▶ **Provided information**
[Start of Attachment]

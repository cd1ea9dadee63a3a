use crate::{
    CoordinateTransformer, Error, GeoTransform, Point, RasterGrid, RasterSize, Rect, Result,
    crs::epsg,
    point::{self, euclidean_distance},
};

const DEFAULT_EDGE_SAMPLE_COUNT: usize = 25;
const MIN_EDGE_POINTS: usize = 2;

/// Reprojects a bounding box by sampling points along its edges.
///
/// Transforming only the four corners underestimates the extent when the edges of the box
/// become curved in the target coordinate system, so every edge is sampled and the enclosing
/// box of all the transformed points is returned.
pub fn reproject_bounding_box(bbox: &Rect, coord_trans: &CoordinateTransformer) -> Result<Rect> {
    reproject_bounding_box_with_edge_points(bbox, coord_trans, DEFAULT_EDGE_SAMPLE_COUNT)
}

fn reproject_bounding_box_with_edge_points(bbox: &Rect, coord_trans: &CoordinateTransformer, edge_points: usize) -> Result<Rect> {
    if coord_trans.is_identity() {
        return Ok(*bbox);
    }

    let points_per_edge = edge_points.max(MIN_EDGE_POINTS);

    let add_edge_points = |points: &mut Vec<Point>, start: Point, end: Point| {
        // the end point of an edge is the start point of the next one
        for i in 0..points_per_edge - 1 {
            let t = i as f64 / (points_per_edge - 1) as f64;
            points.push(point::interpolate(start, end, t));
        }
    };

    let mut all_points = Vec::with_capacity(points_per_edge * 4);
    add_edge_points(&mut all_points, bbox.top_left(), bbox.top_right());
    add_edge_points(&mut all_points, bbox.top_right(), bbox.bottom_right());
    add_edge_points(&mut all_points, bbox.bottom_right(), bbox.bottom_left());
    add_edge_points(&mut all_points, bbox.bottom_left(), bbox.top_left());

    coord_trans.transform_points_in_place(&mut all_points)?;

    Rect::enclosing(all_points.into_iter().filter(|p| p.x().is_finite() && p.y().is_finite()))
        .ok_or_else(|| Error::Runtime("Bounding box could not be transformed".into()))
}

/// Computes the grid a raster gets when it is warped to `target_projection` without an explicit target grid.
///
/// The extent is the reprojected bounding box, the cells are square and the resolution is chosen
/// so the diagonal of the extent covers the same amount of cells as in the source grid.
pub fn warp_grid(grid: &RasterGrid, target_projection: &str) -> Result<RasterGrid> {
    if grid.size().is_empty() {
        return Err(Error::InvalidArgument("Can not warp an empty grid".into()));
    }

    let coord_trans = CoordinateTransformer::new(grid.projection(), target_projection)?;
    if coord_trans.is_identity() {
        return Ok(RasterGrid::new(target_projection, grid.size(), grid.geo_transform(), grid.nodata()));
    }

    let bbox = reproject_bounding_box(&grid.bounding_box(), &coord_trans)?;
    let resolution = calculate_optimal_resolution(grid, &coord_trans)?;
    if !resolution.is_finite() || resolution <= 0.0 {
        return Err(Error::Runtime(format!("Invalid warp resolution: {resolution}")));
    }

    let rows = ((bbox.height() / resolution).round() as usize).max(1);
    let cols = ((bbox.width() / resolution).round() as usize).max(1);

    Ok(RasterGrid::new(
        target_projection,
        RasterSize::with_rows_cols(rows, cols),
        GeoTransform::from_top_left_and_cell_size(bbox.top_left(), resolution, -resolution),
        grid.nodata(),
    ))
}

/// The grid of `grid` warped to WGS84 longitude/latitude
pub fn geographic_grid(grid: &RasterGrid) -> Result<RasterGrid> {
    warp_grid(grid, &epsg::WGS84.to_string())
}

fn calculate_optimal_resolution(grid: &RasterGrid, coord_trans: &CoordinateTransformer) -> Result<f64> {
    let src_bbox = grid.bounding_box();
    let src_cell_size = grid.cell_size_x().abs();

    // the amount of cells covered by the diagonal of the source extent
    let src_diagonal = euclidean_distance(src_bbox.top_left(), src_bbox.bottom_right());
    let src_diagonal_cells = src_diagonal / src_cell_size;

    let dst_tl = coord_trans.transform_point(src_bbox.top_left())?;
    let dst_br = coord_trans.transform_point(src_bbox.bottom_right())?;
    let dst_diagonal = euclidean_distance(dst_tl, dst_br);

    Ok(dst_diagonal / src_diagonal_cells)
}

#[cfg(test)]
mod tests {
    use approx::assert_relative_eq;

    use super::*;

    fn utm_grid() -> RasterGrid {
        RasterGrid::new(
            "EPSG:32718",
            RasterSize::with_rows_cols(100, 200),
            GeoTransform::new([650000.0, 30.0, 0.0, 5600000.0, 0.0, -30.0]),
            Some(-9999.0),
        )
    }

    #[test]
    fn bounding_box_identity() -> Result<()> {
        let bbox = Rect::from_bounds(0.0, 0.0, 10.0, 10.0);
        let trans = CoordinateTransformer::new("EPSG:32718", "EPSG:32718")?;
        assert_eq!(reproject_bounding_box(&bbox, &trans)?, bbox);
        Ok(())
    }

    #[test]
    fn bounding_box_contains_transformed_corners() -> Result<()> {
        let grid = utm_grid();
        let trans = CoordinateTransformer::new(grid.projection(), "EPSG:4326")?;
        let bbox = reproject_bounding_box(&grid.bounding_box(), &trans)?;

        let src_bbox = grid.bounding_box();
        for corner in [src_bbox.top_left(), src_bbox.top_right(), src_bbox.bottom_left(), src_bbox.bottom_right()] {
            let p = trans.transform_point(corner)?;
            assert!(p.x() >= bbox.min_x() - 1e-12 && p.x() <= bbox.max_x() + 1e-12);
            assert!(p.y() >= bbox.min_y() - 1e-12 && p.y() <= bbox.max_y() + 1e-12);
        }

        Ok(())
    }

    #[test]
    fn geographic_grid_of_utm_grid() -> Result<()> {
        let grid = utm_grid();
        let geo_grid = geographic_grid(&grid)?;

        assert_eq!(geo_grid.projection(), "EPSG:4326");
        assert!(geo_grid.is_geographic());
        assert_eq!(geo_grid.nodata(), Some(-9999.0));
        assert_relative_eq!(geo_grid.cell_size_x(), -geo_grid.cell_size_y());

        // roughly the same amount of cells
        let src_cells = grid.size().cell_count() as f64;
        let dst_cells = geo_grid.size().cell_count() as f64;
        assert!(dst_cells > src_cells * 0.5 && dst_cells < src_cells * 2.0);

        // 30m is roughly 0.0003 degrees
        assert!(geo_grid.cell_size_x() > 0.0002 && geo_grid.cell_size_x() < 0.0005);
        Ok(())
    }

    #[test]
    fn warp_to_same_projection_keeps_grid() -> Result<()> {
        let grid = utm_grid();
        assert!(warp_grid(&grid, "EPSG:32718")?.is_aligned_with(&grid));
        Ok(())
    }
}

[End of Attachment]

▶ **Task description**
Retype the entries exactly from the first line, stopping after the line with "and the enclosing".

▶ **Written response**
repository cd1ea9dadee63a3a
use crate::{
    CoordinateTransformer, Error, GeoTransform, Point, RasterGrid, RasterSize, Rect, Result,
    crs::epsg,
    point::{self, euclidean_distance},
};

const DEFAULT_EDGE_SAMPLE_COUNT: usize = 25;
const MIN_EDGE_POINTS: usize = 2;

/// Reprojects a bounding box by sampling points along its edges.
///
/// Transforming only the four corners underestimates the extent when the edges of the box
/// become curved in the target coordinate system, so every edge is sampled and the enclosing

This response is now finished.